→ Task directions: Copy out all lines in the material below that contain the string "SideId".

→ The records:

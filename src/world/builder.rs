//! In-memory map assembly for tools, demos and tests.
//!
//! Map loading proper is external; this is the minimal surface needed to
//! produce a valid [`Level`] by hand.

use glam::IVec2;

use crate::{
    math::{point_to_angle, quick_square_root, to_fixed},
    world::{
        bsp::{CHILD_MASK, LEAF_BIT},
        geometry::{
            Aabb, Level, LevelError, Line, LineFlags, LineId, Node, Sector, SectorId,
            SectorTriggers, Segment, Side, SideId, SubSector, SubSectorId, Vertex, VertexId,
        },
        lights::LightAnimation,
        reject::RejectTable,
        texture::{NO_TEXTURE, TextureId},
    },
};

pub struct LevelBuilder {
    level: Level,
    reject: Option<RejectTable>,
}

impl LevelBuilder {
    pub fn new(name: impl Into<String>) -> Self {
        Self {
            level: Level {
                name: name.into(),
                vertices: Vec::new(),
                lines: Vec::new(),
                sides: Vec::new(),
                sectors: Vec::new(),
                segs: Vec::new(),
                subsectors: Vec::new(),
                nodes: Vec::new(),
                reject: RejectTable::all_visible(0),
            },
            reject: None,
        }
    }

    pub fn vertex(&mut self, x: i32, y: i32) -> VertexId {
        self.level.vertices.push(Vertex {
            pos: IVec2::new(x, y),
        });
        (self.level.vertices.len() - 1) as VertexId
    }

    /// Heights in whole map units.
    pub fn sector(&mut self, floor: i32, ceiling: i32, light: u8) -> SectorId {
        self.level.sectors.push(Sector {
            floor: to_fixed(floor),
            ceiling: to_fixed(ceiling),
            floor_tex: NO_TEXTURE,
            ceiling_tex: NO_TEXTURE,
            light,
            light_anim: LightAnimation::default(),
            floor_offset: IVec2::ZERO,
            triggers: SectorTriggers::empty(),
        });
        (self.level.sectors.len() - 1) as SectorId
    }

    pub fn sector_mut(&mut self, id: SectorId) -> &mut Sector {
        &mut self.level.sectors[id as usize]
    }

    pub fn side(&mut self, sector: SectorId, main: TextureId) -> SideId {
        self.level.sides.push(Side::new(sector, main));
        (self.level.sides.len() - 1) as SideId
    }

    pub fn side_mut(&mut self, id: SideId) -> &mut Side {
        &mut self.level.sides[id as usize]
    }

    /// A `back` side makes the line two-sided.
    pub fn line(
        &mut self,
        from: VertexId,
        to: VertexId,
        front: SideId,
        back: Option<SideId>,
    ) -> LineId {
        let flags = if back.is_some() {
            LineFlags::TWO_SIDED
        } else {
            LineFlags::IMPASSABLE
        };
        self.level.lines.push(Line {
            from,
            to,
            flags,
            sides: [Some(front), back],
        });
        (self.level.lines.len() - 1) as LineId
    }

    pub fn line_mut(&mut self, id: LineId) -> &mut Line {
        &mut self.level.lines[id as usize]
    }

    /// Full-length segments for each `(line, side)`, grouped into one
    /// subsector owned by the first segment's sector.
    pub fn subsector(&mut self, segs: &[(LineId, u8)]) -> SubSectorId {
        let first_seg = self.level.segs.len() as u16;
        for &(line_id, side) in segs {
            let line = &self.level.lines[line_id as usize];
            let (from, to) = if side == 0 {
                (line.from, line.to)
            } else {
                (line.to, line.from)
            };
            let d = self.level.vertices[to as usize].pos - self.level.vertices[from as usize].pos;
            let len_sq = (d.x as i64 * d.x as i64 + d.y as i64 * d.y as i64).min(u32::MAX as i64);
            self.level.segs.push(Segment {
                from,
                to,
                line: line_id,
                side,
                angle: point_to_angle(to_fixed(d.x), to_fixed(d.y)),
                offset: 0,
                length: to_fixed(quick_square_root(len_sq as u32) as i32),
            });
        }

        let sector = segs
            .first()
            .and_then(|&(line, side)| self.level.lines[line as usize].sides[side as usize])
            .map(|s| self.level.sides[s as usize].sector)
            .unwrap_or_default();
        self.level.subsectors.push(SubSector {
            first_seg,
            seg_count: segs.len() as u16,
            sector,
        });
        (self.level.subsectors.len() - 1) as SubSectorId
    }

    /// Partition `from → to`; `right`/`left` are child references
    /// (`LEAF_BIT | subsector` or a node id). Returns the new node's id.
    pub fn node(&mut self, from: IVec2, to: IVec2, right: u16, left: u16) -> u16 {
        let bbox = [self.child_bbox(right), self.child_bbox(left)];
        self.level.nodes.push(Node {
            pos: from,
            delta: to - from,
            bbox,
            children: [right, left],
        });
        (self.level.nodes.len() - 1) as u16
    }

    pub fn reject(&mut self, table: RejectTable) {
        self.reject = Some(table);
    }

    /// Assemble and validate.
    pub fn build(self) -> Result<Level, LevelError> {
        let level = self.finish();
        level.validate()?;
        Ok(level)
    }

    /// Assemble without validation; for fixtures that are correct by construction.
    pub fn finish(mut self) -> Level {
        let sectors = self.level.sectors.len();
        self.level.reject = self
            .reject
            .take()
            .unwrap_or_else(|| RejectTable::all_visible(sectors));
        self.level
    }

    fn child_bbox(&self, child: u16) -> Aabb {
        let empty = Aabb::new(IVec2::ZERO, IVec2::ZERO);
        if child & LEAF_BIT != 0 {
            let Some(ss) = self.level.subsectors.get((child & CHILD_MASK) as usize) else {
                return empty;
            };
            let points = self.level.segs[ss.segs()].iter().flat_map(|seg| {
                [
                    self.level.vertices[seg.from as usize].pos,
                    self.level.vertices[seg.to as usize].pos,
                ]
            });
            Aabb::around(points).unwrap_or(empty)
        } else {
            self.level
                .nodes
                .get(child as usize)
                .and_then(|n| Aabb::around(n.bbox.iter().flat_map(|b| [b.min, b.max])))
                .unwrap_or(empty)
        }
    }
}

/*====================================================================*/
/*                              Fixtures                              */
/*====================================================================*/

/// One rectangular sector `[0, width] × [0, depth]`, all walls textured `wall`.
pub fn rectangle_room(
    width: i32,
    depth: i32,
    floor: i32,
    ceiling: i32,
    light: u8,
    wall: TextureId,
) -> Level {
    let mut b = LevelBuilder::new("ROOM");
    let sector = b.sector(floor, ceiling, light);

    // Clockwise, so the interior is on the right of every line.
    let corners = [
        b.vertex(0, 0),
        b.vertex(0, depth),
        b.vertex(width, depth),
        b.vertex(width, 0),
    ];
    let mut segs = Vec::new();
    for i in 0..4 {
        let side = b.side(sector, wall);
        let line = b.line(corners[i], corners[(i + 1) % 4], side, None);
        segs.push((line, 0));
    }
    b.subsector(&segs);
    b.finish()
}

/// Room A `[0,256]²` (floor 0, ceiling 128) and room B `[256,512]×[0,256]`
/// with the given heights, joined by a portal at `x = 256`.
///
/// Subsector 0 is A, subsector 1 is B, and a single node splits them.
pub fn two_rooms(b_floor: i32, b_ceiling: i32, wall: TextureId) -> Level {
    let mut b = LevelBuilder::new("TWO_ROOMS");
    let room_a = b.sector(0, 128, 160);
    let room_b = b.sector(b_floor, b_ceiling, 160);

    let a0 = b.vertex(0, 0);
    let a1 = b.vertex(0, 256);
    let p_top = b.vertex(256, 256);
    let p_bottom = b.vertex(256, 0);
    let b0 = b.vertex(512, 256);
    let b1 = b.vertex(512, 0);

    let solid = |b: &mut LevelBuilder, from: VertexId, to: VertexId, sector: SectorId| {
        let side = b.side(sector, wall);
        b.line(from, to, side, None)
    };
    let a_west = solid(&mut b, a0, a1, room_a);
    let a_north = solid(&mut b, a1, p_top, room_a);
    let a_south = solid(&mut b, p_bottom, a0, room_a);
    let b_north = solid(&mut b, p_top, b0, room_b);
    let b_east = solid(&mut b, b0, b1, room_b);
    let b_south = solid(&mut b, b1, p_bottom, room_b);

    let front = b.side(room_a, NO_TEXTURE);
    let back = b.side(room_b, NO_TEXTURE);
    for side in [front, back] {
        let s = b.side_mut(side);
        s.upper = wall;
        s.lower = wall;
    }
    // Front (room A) is on the right of top → bottom.
    let portal = b.line(p_top, p_bottom, front, Some(back));

    let ss_a = b.subsector(&[(a_west, 0), (a_north, 0), (portal, 0), (a_south, 0)]);
    let ss_b = b.subsector(&[(b_north, 0), (b_east, 0), (b_south, 0), (portal, 1)]);
    b.node(
        IVec2::new(256, 256),
        IVec2::new(256, 0),
        LEAF_BIT | ss_a,
        LEAF_BIT | ss_b,
    );
    b.finish()
}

→ Solved exercise:
            SectorTriggers, Segment, Side, SideId, SubSector, SubSectorId, Vertex, VertexId,
    pub fn side(&mut self, sector: SectorId, main: TextureId) -> SideId {
        (self.level.sides.len() - 1) as SideId
    pub fn side_mut(&mut self, id: SideId) -> &mut Side {
        front: SideId,
        back: Option<SideId>,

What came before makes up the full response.